───── PROVIDED RECORDS

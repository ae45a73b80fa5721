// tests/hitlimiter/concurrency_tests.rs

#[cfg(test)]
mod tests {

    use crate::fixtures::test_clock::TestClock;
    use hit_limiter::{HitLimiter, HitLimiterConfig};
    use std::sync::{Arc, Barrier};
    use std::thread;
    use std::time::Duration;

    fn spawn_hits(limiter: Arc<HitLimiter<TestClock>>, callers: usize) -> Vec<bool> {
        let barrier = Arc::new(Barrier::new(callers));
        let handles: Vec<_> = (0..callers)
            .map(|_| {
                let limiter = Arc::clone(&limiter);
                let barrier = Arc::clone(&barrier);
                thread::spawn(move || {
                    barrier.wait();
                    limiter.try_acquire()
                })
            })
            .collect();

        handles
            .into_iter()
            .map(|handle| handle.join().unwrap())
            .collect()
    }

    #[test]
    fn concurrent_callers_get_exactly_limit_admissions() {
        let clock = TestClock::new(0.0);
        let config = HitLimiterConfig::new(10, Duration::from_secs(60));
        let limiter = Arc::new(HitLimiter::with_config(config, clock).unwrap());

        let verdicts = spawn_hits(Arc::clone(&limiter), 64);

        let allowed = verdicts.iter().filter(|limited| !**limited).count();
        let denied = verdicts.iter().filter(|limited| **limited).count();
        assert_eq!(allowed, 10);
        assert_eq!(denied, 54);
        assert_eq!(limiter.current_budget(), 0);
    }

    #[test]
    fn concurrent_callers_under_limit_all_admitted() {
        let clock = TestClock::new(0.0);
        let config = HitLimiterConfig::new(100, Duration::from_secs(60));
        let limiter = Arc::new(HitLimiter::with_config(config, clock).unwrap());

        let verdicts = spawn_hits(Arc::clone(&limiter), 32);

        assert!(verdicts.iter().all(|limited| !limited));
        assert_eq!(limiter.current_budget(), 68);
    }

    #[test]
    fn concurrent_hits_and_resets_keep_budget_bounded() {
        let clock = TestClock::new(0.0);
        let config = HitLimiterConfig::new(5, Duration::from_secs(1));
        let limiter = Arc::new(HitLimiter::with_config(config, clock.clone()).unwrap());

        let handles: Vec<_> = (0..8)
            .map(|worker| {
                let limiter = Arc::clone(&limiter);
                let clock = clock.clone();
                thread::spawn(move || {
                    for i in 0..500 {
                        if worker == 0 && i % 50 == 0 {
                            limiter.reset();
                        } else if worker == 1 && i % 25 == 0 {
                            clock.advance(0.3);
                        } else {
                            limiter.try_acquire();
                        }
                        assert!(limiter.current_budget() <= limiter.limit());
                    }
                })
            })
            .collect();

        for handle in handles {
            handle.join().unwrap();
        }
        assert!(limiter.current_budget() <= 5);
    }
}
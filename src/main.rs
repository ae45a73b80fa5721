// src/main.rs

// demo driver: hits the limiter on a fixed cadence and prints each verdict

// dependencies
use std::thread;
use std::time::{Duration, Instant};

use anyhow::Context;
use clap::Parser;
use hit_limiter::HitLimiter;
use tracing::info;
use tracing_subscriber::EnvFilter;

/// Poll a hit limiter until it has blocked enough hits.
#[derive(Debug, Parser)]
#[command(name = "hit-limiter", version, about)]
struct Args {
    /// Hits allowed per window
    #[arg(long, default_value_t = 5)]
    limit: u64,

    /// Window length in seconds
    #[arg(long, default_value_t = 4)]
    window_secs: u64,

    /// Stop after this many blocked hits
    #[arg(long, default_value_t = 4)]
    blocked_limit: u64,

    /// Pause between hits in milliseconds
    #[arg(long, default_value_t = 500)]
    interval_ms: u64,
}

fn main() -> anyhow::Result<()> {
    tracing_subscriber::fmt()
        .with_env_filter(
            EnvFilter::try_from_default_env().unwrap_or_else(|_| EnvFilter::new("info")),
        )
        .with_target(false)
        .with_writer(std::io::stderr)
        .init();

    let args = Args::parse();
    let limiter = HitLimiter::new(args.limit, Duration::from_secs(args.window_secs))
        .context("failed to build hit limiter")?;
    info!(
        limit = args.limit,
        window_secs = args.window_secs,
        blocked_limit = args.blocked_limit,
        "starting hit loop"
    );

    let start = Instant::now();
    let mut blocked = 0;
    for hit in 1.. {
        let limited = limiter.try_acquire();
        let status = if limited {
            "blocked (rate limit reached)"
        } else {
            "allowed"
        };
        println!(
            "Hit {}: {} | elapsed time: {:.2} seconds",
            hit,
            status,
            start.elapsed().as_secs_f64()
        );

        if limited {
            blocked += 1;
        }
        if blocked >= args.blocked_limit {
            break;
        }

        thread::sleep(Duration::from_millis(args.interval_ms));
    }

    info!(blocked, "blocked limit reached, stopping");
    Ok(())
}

──────────

**DIRECTIONS**
Check each line of the listing above for the string "handles", and report how many lines contain it, as a number alone.

**EXERCISE OUTPUT**
4